These six steps can help ease process automation and digitization to the workplace.
Change can be so hard,” is a phrase we heard repeatedly as we studied how digital workflows impacted employees in two very different organizations: a state government agency in the U.S. and a health system in Australasia.
In both organizations, ServiceNow were told certain employees resisted change. Employees were scared to learn new technology or feared failing. Others were stressed by the disruption to their routines. Some put obstacles in the way of changemakers. A small number even left their jobs.
Through interviews with front-line workers and senior leaders, we’ve identified lessons that can help executives address these challenges and empower employees to create more value for the organization and themselves.
1. Develop a culture of change:
Both organizations are seeking to establish a culture where people come to work expecting to learn and adapt, not just master repetitive tasks.

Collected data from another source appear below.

//! End-to-end evaluation runs against scripted and HTTP-mocked models.

use std::sync::atomic::{AtomicUsize, Ordering};
use std::sync::Arc;

use async_trait::async_trait;
use llm_evaluator::evaluator::{parse_single_dimension, FALLBACK_REASON};
use llm_evaluator::{
    ChatMessage, ChatProvider, ChatResponse, ComprehensiveResult, ContentEvaluator, ContentType,
    EnglishArticleResult, EvalError, EvaluatorConfig, Grade, LLMBackend, ScoreRecord, ScoreSink,
    SingleDimensionResult,
};
use secrecy::SecretString;

/// Returns replies in order, erroring once the script runs out.
struct ScriptedProvider {
    replies: Vec<Result<String, EvalError>>,
    calls: Arc<AtomicUsize>,
}

impl ScriptedProvider {
    fn new(replies: Vec<Result<&str, EvalError>>) -> (Self, Arc<AtomicUsize>) {
        let calls = Arc::new(AtomicUsize::new(0));
        let provider = Self {
            replies: replies
                .into_iter()
                .map(|r| r.map(str::to_string))
                .collect(),
            calls: Arc::clone(&calls),
        };
        (provider, calls)
    }
}

#[async_trait]
impl ChatProvider for ScriptedProvider {
    async fn chat(&self, _messages: &[ChatMessage]) -> Result<Box<dyn ChatResponse>, EvalError> {
        let i = self.calls.fetch_add(1, Ordering::SeqCst);
        match self.replies.get(i) {
            Some(Ok(text)) => Ok(Box::new(text.clone())),
            Some(Err(err)) => Err(EvalError::ProviderError(err.to_string())),
            None => Err(EvalError::ProviderError("script exhausted".to_string())),
        }
    }
}

fn evaluator(replies: Vec<Result<&str, EvalError>>) -> (ContentEvaluator, Arc<AtomicUsize>) {
    let (provider, calls) = ScriptedProvider::new(replies);
    (
        ContentEvaluator::with_provider(Box::new(provider)).unwrap(),
        calls,
    )
}

#[tokio::test]
async fn quality_score_and_reason_survive_surrounding_prose() {
    let reply = "好的，以下是我的评估。\n内容深度：8\n总体质量评分：7.5\n评估理由：这是理由";
    let (eval, _) = evaluator(vec![Ok(reply)]);
    let result = eval.evaluate_quality("内容").await;
    assert_eq!(result.score, 7.5);
    assert_eq!(result.reason, "这是理由");
    assert_eq!(result, parse_single_dimension(reply, "质量"));
}

#[tokio::test]
async fn unlabeled_reply_is_not_a_failure() {
    let (eval, _) = evaluator(vec![Ok("I cannot evaluate this.")]);
    let result = eval.evaluate_operation_value("内容").await;
    assert_eq!(result.score, 0.0);
    assert!(result.sub_scores.is_empty());
    assert_eq!(result.reason, "");
    assert!(!result.is_fallback());
}

#[tokio::test]
async fn every_operation_degrades_to_its_default_record() {
    let failures = (0..5)
        .map(|_| Err(EvalError::HttpError("timed out".to_string())))
        .collect();
    let (eval, calls) = evaluator(failures);

    assert_eq!(
        eval.evaluate_quality("c").await,
        SingleDimensionResult::fallback("质量")
    );
    assert_eq!(
        eval.evaluate_spread_potential("c").await,
        SingleDimensionResult::fallback("传播潜力")
    );
    let operation = eval.evaluate_operation_value("c").await;
    assert_eq!(operation.score, 5.0);
    assert_eq!(operation.reason, FALLBACK_REASON);
    assert_eq!(
        eval.evaluate_comprehensive("c").await,
        ComprehensiveResult::fallback()
    );
    let article = eval.evaluate_english_article("标题", "c").await;
    assert_eq!(article, EnglishArticleResult::fallback("标题"));
    assert_eq!(article.grade, Grade::B);

    assert_eq!(calls.load(Ordering::SeqCst), 5);
}

#[tokio::test]
async fn last_priority_match_analysis_label_is_read() {
    let (eval, _) = evaluator(vec![Ok("目标人群相关性：7\n核心匹配点分析：点A")]);
    let result = eval.evaluate_english_article("标题", "c").await;
    assert_eq!(result.match_analysis, "点A");
    assert_eq!(result.title, "标题");
}

#[tokio::test]
async fn article_result_flows_into_score_record() {
    let reply = "文章标题：零基础学英语\n目标人群相关性：9\n产品定位相关性：8\n学习建议与经历分享：7\n总分：8.3\n分级：A级\n核心相关点/不相关点分析：贴合产品\n核心用户痛点：时间不足、方法错误";
    let (eval, _) = evaluator(vec![Ok(reply)]);
    let result = eval.evaluate_english_article("输入标题", "c").await;
    assert_eq!(result.title, "零基础学英语");

    let mut sink: Vec<ScoreRecord> = Vec::new();
    sink.save(&ScoreRecord::from_english_article("q1", ContentType::Question, &result))
        .unwrap();
    let fields = sink[0].to_fields().unwrap();
    assert_eq!(fields["english_article_score"], 8.3);
    assert_eq!(fields["core_pain_points"], "时间不足,方法错误");
    assert_eq!(
        fields["evaluation_details"],
        "分级: A级, 匹配分析: 贴合产品, 核心痛点: 时间不足,方法错误"
    );
}

#[tokio::test]
async fn configured_openai_backend_round_trip() {
    let mut server = mockito::Server::new_async().await;
    let mock = server
        .mock("POST", "/v1/chat/completions")
        .match_header("authorization", "Bearer sk-integration")
        .match_body(mockito::Matcher::PartialJson(serde_json::json!({
            "model": "gpt-4o-mini",
            "temperature": 0.3,
            "max_tokens": 500
        })))
        .with_status(200)
        .with_header("content-type", "application/json")
        .with_body(
            serde_json::json!({
                "choices": [{ "message": { "role": "assistant", "content": "内容质量评分：8\n传播潜力评分：7\n运营价值评分：6\n综合总评分：7\n评估详情：结构清晰" } }]
            })
            .to_string(),
        )
        .create_async()
        .await;

    let config = EvaluatorConfig {
        llm_type: LLMBackend::OpenAI,
        openai_api_key: Some(SecretString::new("sk-integration".to_string())),
        openai_model: "gpt-4o-mini".to_string(),
        openai_base_url: Some(format!("{}/v1", server.url())),
        ..EvaluatorConfig::default()
    };
    let eval = ContentEvaluator::new(config).unwrap();
    let result = eval.evaluate_comprehensive("c").await;

    mock.assert_async().await;
    assert_eq!(result.quality_score, 8.0);
    assert_eq!(result.details, "结构清晰");
}

#[tokio::test]
async fn vllm_rate_limit_yields_fallback() {
    let mut server = mockito::Server::new_async().await;
    let mock = server
        .mock("POST", "/v1/chat/completions")
        .match_header("authorization", "Bearer EMPTY")
        .with_status(429)
        .with_body("slow down")
        .expect(1)
        .create_async()
        .await;

    let config = EvaluatorConfig::from_toml_str(&format!(
        "llm_type = \"vllm\"\nvllm_api_base = \"{}/v1\"\nvllm_model = \"qwen2\"\n",
        server.url()
    ))
    .unwrap();
    let eval = ContentEvaluator::new(config).unwrap();
    let result = eval.evaluate_spread_potential("c").await;

    mock.assert_async().await;
    assert!(result.is_fallback());
    assert_eq!(result.dimension, "传播潜力");
}

#[test]
fn vllm_without_model_fails_construction() {
    let config = EvaluatorConfig::from_toml_str("llm_type = \"vllm\"").unwrap();
    let err = ContentEvaluator::new(config).err().unwrap();
    assert!(err.is_config());
    assert!(err.to_string().contains("model"));
}
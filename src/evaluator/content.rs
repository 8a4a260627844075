use crate::{
    chat::{ChatProvider, ChatResponse},
    config::EvaluatorConfig,
    error::EvalError,
};

use super::article::parse_english_article;
use super::comprehensive::parse_comprehensive;
use super::dimension::Dimension;
use super::prompt::{PromptSet, PromptTemplate};
use super::types::{ComprehensiveResult, EnglishArticleResult, SingleDimensionResult};

/// Scores content with an LLM along several rubrics.
///
/// Every evaluation makes exactly one model call. If rendering the prompt or
/// the call itself fails, the operation logs the error and returns the neutral
/// fallback record for that operation instead; evaluations never return
/// errors. Parsing a reply cannot fail: labels that are missing from it simply
/// keep their defaults.
///
/// The evaluator holds no mutable state and can be shared across tasks.
pub struct ContentEvaluator {
    llm: Box<dyn ChatProvider>,
    prompts: PromptSet,
}

impl ContentEvaluator {
    /// Builds the model client and templates described by `config`.
    ///
    /// Fails with [`EvalError::Config`] when required credentials or settings
    /// are absent.
    pub fn new(mut config: EvaluatorConfig) -> Result<Self, EvalError> {
        let prompts = PromptSet::with_overrides(&config.templates)?;
        log::info!(
            "Using {} model: {}",
            config.llm_type.display_name(),
            config.active_model().unwrap_or("<unset>")
        );
        let llm = config.to_builder().build()?;
        Ok(Self { llm, prompts })
    }

    /// Uses an already constructed provider with the built-in templates.
    pub fn with_provider(llm: Box<dyn ChatProvider>) -> Result<Self, EvalError> {
        Ok(Self {
            llm,
            prompts: PromptSet::defaults()?,
        })
    }

    /// Replaces the prompt templates.
    pub fn with_prompts(mut self, prompts: PromptSet) -> Self {
        self.prompts = prompts;
        self
    }

    pub fn prompts(&self) -> &PromptSet {
        &self.prompts
    }

    /// Evaluates content quality.
    pub async fn evaluate_quality(&self, content: &str) -> SingleDimensionResult {
        self.evaluate_dimension(Dimension::Quality, content).await
    }

    /// Evaluates how likely content is to spread.
    pub async fn evaluate_spread_potential(&self, content: &str) -> SingleDimensionResult {
        self.evaluate_dimension(Dimension::SpreadPotential, content)
            .await
    }

    /// Evaluates the operational value of content.
    pub async fn evaluate_operation_value(&self, content: &str) -> SingleDimensionResult {
        self.evaluate_dimension(Dimension::OperationValue, content)
            .await
    }

    pub async fn evaluate_dimension(
        &self,
        dimension: Dimension,
        content: &str,
    ) -> SingleDimensionResult {
        log::info!("Starting {} evaluation", dimension.key());
        let template = self.template_for(dimension);
        match self.complete(template, &[("content", content)]).await {
            Ok(reply) => {
                let result = dimension.parse(&reply);
                log::info!(
                    "{} evaluation finished: score={}",
                    dimension.key(),
                    result.score
                );
                result
            }
            Err(err) => {
                log::error!("{} evaluation failed: {err}", dimension.key());
                SingleDimensionResult::fallback(dimension.label())
            }
        }
    }

    /// Scores quality, spread and operation value in one call.
    pub async fn evaluate_comprehensive(&self, content: &str) -> ComprehensiveResult {
        log::info!("Starting comprehensive evaluation");
        match self
            .complete(&self.prompts.comprehensive, &[("content", content)])
            .await
        {
            Ok(reply) => {
                let result = parse_comprehensive(&reply);
                log::info!(
                    "comprehensive evaluation finished: total={}",
                    result.total_score
                );
                result
            }
            Err(err) => {
                log::error!("comprehensive evaluation failed: {err}");
                ComprehensiveResult::fallback()
            }
        }
    }

    /// Scores how well an article fits an English-learning product.
    ///
    /// When the reply does not restate the title, the given `title` is used.
    pub async fn evaluate_english_article(
        &self,
        title: &str,
        content: &str,
    ) -> EnglishArticleResult {
        log::info!("Starting English article evaluation");
        match self
            .complete(
                &self.prompts.english_article,
                &[("title", title), ("content", content)],
            )
            .await
        {
            Ok(reply) => {
                let mut result = parse_english_article(&reply);
                if result.title.is_empty() {
                    result.title = title.to_string();
                }
                log::info!(
                    "English article evaluation finished: total={} grade={}",
                    result.total_score,
                    result.grade
                );
                result
            }
            Err(err) => {
                log::error!("English article evaluation failed: {err}");
                EnglishArticleResult::fallback(title)
            }
        }
    }

    fn template_for(&self, dimension: Dimension) -> &PromptTemplate {
        match dimension {
            Dimension::Quality => &self.prompts.quality,
            Dimension::SpreadPotential => &self.prompts.spread,
            Dimension::OperationValue => &self.prompts.operation,
        }
    }

    async fn complete(
        &self,
        template: &PromptTemplate,
        values: &[(&str, &str)],
    ) -> Result<String, EvalError> {
        let prompt = template.format(values)?;
        let reply = self.llm.invoke(&prompt).await?;
        Ok(reply_text(reply.as_ref()))
    }
}

/// Message text when the reply carries one, otherwise its rendering.
fn reply_text(reply: &dyn ChatResponse) -> String {
    reply.text().unwrap_or_else(|| reply.to_string())
}
use std::path::PathBuf;

use crate::error::EvalError;

const APP_DIR: &str = "llm-evaluator";

fn home() -> Result<PathBuf, EvalError> {
    dirs::home_dir().ok_or_else(|| EvalError::Config("missing home directory".to_string()))
}

/// `~/.config/llm-evaluator/config.toml`
pub fn default_config_file() -> Result<PathBuf, EvalError> {
    Ok(home()?.join(".config").join(APP_DIR).join("config.toml"))
}

/// `~/.local/share/llm-evaluator`
pub fn default_data_dir() -> Result<PathBuf, EvalError> {
    Ok(home()?.join(".local").join("share").join(APP_DIR))
}

pub fn default_logs_dir() -> Result<PathBuf, EvalError> {
    Ok(default_data_dir()?.join("logs"))
}
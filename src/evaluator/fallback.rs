//! Neutral records substituted when a whole evaluation call fails.
//!
//! Failures score at the midpoint so they do not drag rankings toward zero;
//! the marker strings let consumers tell a substituted record apart.

use super::types::{
    ComprehensiveResult, EnglishArticleResult, Grade, SingleDimensionResult, SubScores,
};

pub const FALLBACK_SCORE: f64 = 5.0;
pub const FALLBACK_REASON: &str = "评估失败，使用默认评分";
pub const COMPREHENSIVE_FALLBACK_DETAILS: &str = "综合评估失败，使用默认评分";
pub const FALLBACK_GRADE: Grade = Grade::B;

impl SingleDimensionResult {
    pub fn fallback(dimension: &str) -> Self {
        Self {
            dimension: dimension.to_string(),
            score: FALLBACK_SCORE,
            sub_scores: SubScores::new(),
            reason: FALLBACK_REASON.to_string(),
        }
    }

    pub fn is_fallback(&self) -> bool {
        self.reason == FALLBACK_REASON
    }
}

impl ComprehensiveResult {
    pub fn fallback() -> Self {
        Self {
            quality_score: FALLBACK_SCORE,
            spread_score: FALLBACK_SCORE,
            operation_score: FALLBACK_SCORE,
            total_score: FALLBACK_SCORE,
            details: COMPREHENSIVE_FALLBACK_DETAILS.to_string(),
        }
    }

    pub fn is_fallback(&self) -> bool {
        self.details == COMPREHENSIVE_FALLBACK_DETAILS
    }
}

impl EnglishArticleResult {
    pub fn fallback(title: &str) -> Self {
        Self {
            title: title.to_string(),
            target_audience_score: FALLBACK_SCORE,
            product_relevance_score: FALLBACK_SCORE,
            learning_advice_score: FALLBACK_SCORE,
            total_score: FALLBACK_SCORE,
            grade: FALLBACK_GRADE,
            match_analysis: FALLBACK_REASON.to_string(),
            core_pain_points: Vec::new(),
        }
    }

    pub fn is_fallback(&self) -> bool {
        self.match_analysis == FALLBACK_REASON
    }
}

2. Collaborate across all levels of your organization:
In both organizations, service delivery staff appreciated being listened to by leaders and technology professionals during periods of change.
3. Clarify expectations:
In the U.S. state agency, leaders told us the new customer service management system tracked the time it took workers to complete a task for customers. As a result, some employees feared they were being monitored for speed. Leaders had to explain that they weren’t trying to spy on employees. Instead, managers were examining customer service processes in order to measure and manage the agency’s overall performance.
4. Show benefits:
Digital workflows—such as customer service management, patient scheduling, task scheduling, and recruitment tracking—all bring benefits for workers. Employees are able to work more efficiently and effectively. Workloads become more manageable and stress is often reduced.
5. Focus on mission:
Our research participants emphasized that workflow automation had strengthened their organization’s core mission.
Both organizations are actively rolling out digital literacy training for employees.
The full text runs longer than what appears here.